Meet Samantha (the voice of Scarlett Johansson, so husky I don’t think there’s a straight guy alive who would kick her out of bed for not having a body). Sam is the new operating system (OS) on Theodore’s computer. She organises the thousands of emails he has never replied to, proofreads his writing and laughs at his jokes. She’s perfect. One thing leads to another… and, well, dating your OS is suddenly a thing in 2025. Everyone’s at it.

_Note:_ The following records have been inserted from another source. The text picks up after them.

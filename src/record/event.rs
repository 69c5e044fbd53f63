//! Message events

use super::participant::ParticipantId;
use chrono::{DateTime, FixedOffset};
use schemars::JsonSchema;
use serde::{Deserialize, Serialize};

/// Medium the message travelled over
#[derive(Debug, Clone, Copy, PartialEq, Eq, Serialize, Deserialize, JsonSchema)]
#[serde(rename_all = "lowercase")]
pub enum Channel {
    Email,
    Meeting,
}

/// Direction relative to the record owner
#[derive(Debug, Clone, Copy, PartialEq, Eq, Serialize, Deserialize, JsonSchema)]
#[serde(rename_all = "lowercase")]
pub enum Direction {
    Inbound,
    Internal,
}

/// Role of an event inside a forwarded conversation
#[derive(Debug, Clone, Copy, PartialEq, Eq, Serialize, Deserialize, JsonSchema)]
#[serde(rename_all = "lowercase")]
pub enum EventRole {
    /// The forwarder's own note
    Instruction,
    /// The forwarded original message
    Content,
}

#[derive(Debug, Clone, PartialEq, Eq, Serialize, Deserialize, JsonSchema)]
#[serde(rename_all = "camelCase")]
pub struct EventBody {
    pub content_type: String,
    pub text: String,
}

/// Optional per-event metadata
#[derive(Debug, Clone, Default, PartialEq, Eq, Serialize, Deserialize, JsonSchema)]
#[serde(rename_all = "camelCase")]
pub struct EventMeta {
    #[serde(default, skip_serializing_if = "Option::is_none")]
    pub role: Option<EventRole>,
    #[serde(default, skip_serializing_if = "Option::is_none")]
    pub forwarded: Option<bool>,
    #[serde(default, skip_serializing_if = "Option::is_none")]
    pub duration_seconds: Option<u64>,
}

/// A single message in the conversation ("m1", "m2")
#[derive(Debug, Clone, PartialEq, Eq, Serialize, Deserialize, JsonSchema)]
pub struct MessageEvent {
    pub id: String,
    /// Always "message"
    #[serde(rename = "type")]
    pub kind: String,
    pub channel: Channel,
    pub direction: Direction,
    pub timestamp: DateTime<FixedOffset>,
    pub from: ParticipantId,
    #[serde(default)]
    pub to: Vec<ParticipantId>,
    pub subject: String,
    pub body: EventBody,
    #[serde(default, skip_serializing_if = "Option::is_none")]
    pub meta: Option<EventMeta>,
}
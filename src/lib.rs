//! vcon-forge: normalized conversation records
//!
//! Converts loosely structured conversation data (emails, forwarded emails,
//! meeting transcripts, chats) into a versioned conversation record, in two
//! phases:
//!
//! - **structural** (`0.0.1`): participants, message events and source
//!   metadata, derived deterministically from the input fields
//! - **enrichment** (`0.0.2`): analysis entries (summaries, action items,
//!   topics) produced by an external model
//!
//! # Example
//!
//! ```
//! use vcon_forge::{EnrichmentInput, RecordAssembler, StructuralInput};
//!
//! let mut assembler = RecordAssembler::new();
//! let input = StructuralInput::new("Hello", "Jane Doe <jane@x.com>")
//!     .with_to("bob@y.com")
//!     .with_content("Hi Bob");
//! assembler.build(&input).unwrap();
//!
//! let record = assembler
//!     .enrich(&EnrichmentInput::new().with_summary("Jane says hi"))
//!     .unwrap();
//! assert_eq!(record.participants.len(), 2);
//! assert_eq!(record.analysis.len(), 1);
//! ```

pub mod address;
pub mod assembly;
pub mod naming;
pub mod record;

pub use address::{parse_address_list, parse_single_address, ParsedAddress};
pub use assembly::{
    build_base, enrich, AssemblerConfig, ConfigError, EnrichmentInput, EntryDate, Phase,
    RecordAssembler, SourceKind, StructuralInput, ValidatedInput, ValidationError,
    ValidationIssue,
};
pub use naming::record_filename;
pub use record::{
    AnalysisEntry, ConversationRecord, MessageEvent, Participant, ParticipantId, References,
    SchemaVersion, SourceRecord,
};

/// Library version
pub const VERSION: &str = env!("CARGO_PKG_VERSION");
//! Serialization tests with contract-compliant fixtures

use serde_json::{json, Value};

/// Contract fixture: a forwarded email record after enrichment
fn contract_record_fixture() -> Value {
    json!({
        "version": "0.0.2",
        "uuid": "0b7a1f44-5a3c-4d5e-9a6f-2f1c3e9b7d10",
        "type": "email_forwarded",
        "createdAt": "2025-03-04T09:15:00Z",
        "updatedAt": "2025-03-04T09:20:00Z",
        "conversationMetadata": {
            "subject": "Fwd: Q3 budget",
            "threadTopic": "Fwd: Q3 budget",
            "messageCount": 2
        },
        "participants": [
            { "id": "p1", "name": "Ana Ruiz", "email": "ana@corp.example", "role": "from" },
            { "id": "p2", "name": "cfo@corp.example", "email": "cfo@corp.example", "role": "to" }
        ],
        "events": [
            {
                "id": "m1",
                "type": "message",
                "channel": "email",
                "direction": "internal",
                "timestamp": "2025-03-04T09:00:00+02:00",
                "from": "p1",
                "to": [],
                "subject": "Fwd: Q3 budget",
                "body": { "contentType": "text/plain", "text": "Please review." },
                "meta": { "role": "instruction" }
            },
            {
                "id": "m2",
                "type": "message",
                "channel": "email",
                "direction": "inbound",
                "timestamp": "2025-03-04T09:00:00+02:00",
                "from": "p2",
                "to": ["p1"],
                "subject": "Q3 budget",
                "body": { "contentType": "text/plain", "text": "Numbers attached." },
                "meta": { "role": "content", "forwarded": true }
            }
        ],
        "analysis": [
            {
                "type": "action-items",
                "dialog": 0,
                "vendor": "gpt-4",
                "product": "vcon-forge",
                "schema": "application/json",
                "body": "[\n  \"review\"\n]",
                "encoding": "utf-8"
            }
        ],
        "attachments": [],
        "sources": [
            {
                "type": "forwarded_email",
                "messageId": "<abc@corp.example>",
                "references": ["<a@x.com>", "<b@x.com>"]
            }
        ]
    })
}

#[cfg(test)]
mod serialization_tests {
    use super::*;
    use crate::record::{
        AnalysisKind, AnalysisSchema, Channel, ConversationRecord, Direction, EventRole,
        ParticipantId, RecordType, References, Role, SchemaVersion,
    };

    #[test]
    fn record_deserializes_from_contract_fixture() {
        let record: ConversationRecord = serde_json::from_value(contract_record_fixture()).unwrap();

        assert_eq!(record.version, SchemaVersion::V0_0_2);
        assert_eq!(record.kind, RecordType::EmailForwarded);
        assert_eq!(record.conversation_metadata.message_count, 2);
        assert_eq!(record.participants[0].role, Role::From);
        assert_eq!(record.events[0].direction, Direction::Internal);
        assert_eq!(record.events[1].channel, Channel::Email);
        assert_eq!(
            record.events[1].meta.as_ref().unwrap().role,
            Some(EventRole::Content)
        );
        assert_eq!(record.analysis[0].kind, AnalysisKind::ActionItems);
        assert_eq!(record.analysis[0].schema, AnalysisSchema::ApplicationJson);
        assert!(record.is_enriched());
    }

    #[test]
    fn record_round_trips_to_identical_json() {
        let fixture = contract_record_fixture();
        let record: ConversationRecord = serde_json::from_value(fixture.clone()).unwrap();
        let back = serde_json::to_value(&record).unwrap();

        assert_eq!(back["events"], fixture["events"]);
        assert_eq!(back["participants"], fixture["participants"]);
        assert_eq!(back["sources"], fixture["sources"]);
        assert_eq!(back["analysis"], fixture["analysis"]);
    }

    #[test]
    fn absent_optional_fields_are_omitted() {
        let record: ConversationRecord = serde_json::from_value(contract_record_fixture()).unwrap();
        let json = serde_json::to_value(&record).unwrap();

        let source = json["sources"][0].as_object().unwrap();
        assert!(!source.contains_key("replyTo"));
        assert!(!source.contains_key("inReplyTo"));

        let meta = json["events"][0]["meta"].as_object().unwrap();
        assert!(!meta.contains_key("forwarded"));
        assert!(!meta.contains_key("durationSeconds"));
    }

    #[test]
    fn participant_without_email_omits_key() {
        let participant = crate::record::Participant {
            id: ParticipantId::from_sequence(3),
            name: "Dana".to_string(),
            email: None,
            role: Role::Participant,
        };
        let json = serde_json::to_value(&participant).unwrap();
        assert_eq!(json, json!({ "id": "p3", "name": "Dana", "role": "participant" }));
    }

    #[test]
    fn schema_versions_are_ordered() {
        assert!(SchemaVersion::V0_0_1 < SchemaVersion::V0_0_2);
        assert_eq!(SchemaVersion::V0_0_2.to_string(), "0.0.2");
    }

    #[test]
    fn references_text_splits_on_whitespace() {
        let refs: References = serde_json::from_value(json!("<a@x.com>  <b@x.com>\n<c@x.com>")).unwrap();
        assert_eq!(refs.into_list(), vec!["<a@x.com>", "<b@x.com>", "<c@x.com>"]);
    }

    #[test]
    fn references_list_passes_through() {
        let refs: References = serde_json::from_value(json!(["<b@x.com>", "<a@x.com>"])).unwrap();
        assert_eq!(refs.into_list(), vec!["<b@x.com>", "<a@x.com>"]);
    }

    #[test]
    fn participant_lookup_by_id() {
        let record: ConversationRecord = serde_json::from_value(contract_record_fixture()).unwrap();
        let p2 = record.participant(&ParticipantId::from("p2")).unwrap();
        assert_eq!(p2.email.as_deref(), Some("cfo@corp.example"));
        assert!(record.participant(&ParticipantId::from("p9")).is_none());
    }
}

#[cfg(test)]
mod schema_tests {
    use crate::record::ConversationRecord;

    #[test]
    fn json_schema_describes_camel_case_fields() {
        let schema = serde_json::to_value(schemars::schema_for!(ConversationRecord)).unwrap();
        let properties = schema["properties"].as_object().unwrap();
        for key in [
            "version",
            "uuid",
            "type",
            "createdAt",
            "updatedAt",
            "conversationMetadata",
            "participants",
            "events",
            "analysis",
            "attachments",
            "sources",
        ] {
            assert!(properties.contains_key(key), "missing {}", key);
        }
    }
}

‘Her’ is a keeper of a film, quietly dazzling. It’s directed by Spike Jonze (the man behind ‘Being John Malkovich’ and ‘Adaptation’). Shot in the hazy, honeyed glow of a quirky car ad, you can watch it simply as the history of one man’s romantic life. There are four Hers. First is Theodore’s ex-wife Catherine (Rooney Mara, go-to actress for a frosty ex), who we see in flashback and one bitter scene where she is devastating about his relationship with Samantha: ‘You always wanted a wife without the challenges of someone real.’ Next is Samantha, then there’s a disastrous blind date scene with Olivia Wilde. In the background is Amy Adams (so natural, she barely seems to be acting) as Theodore’s geeky-cool best friend.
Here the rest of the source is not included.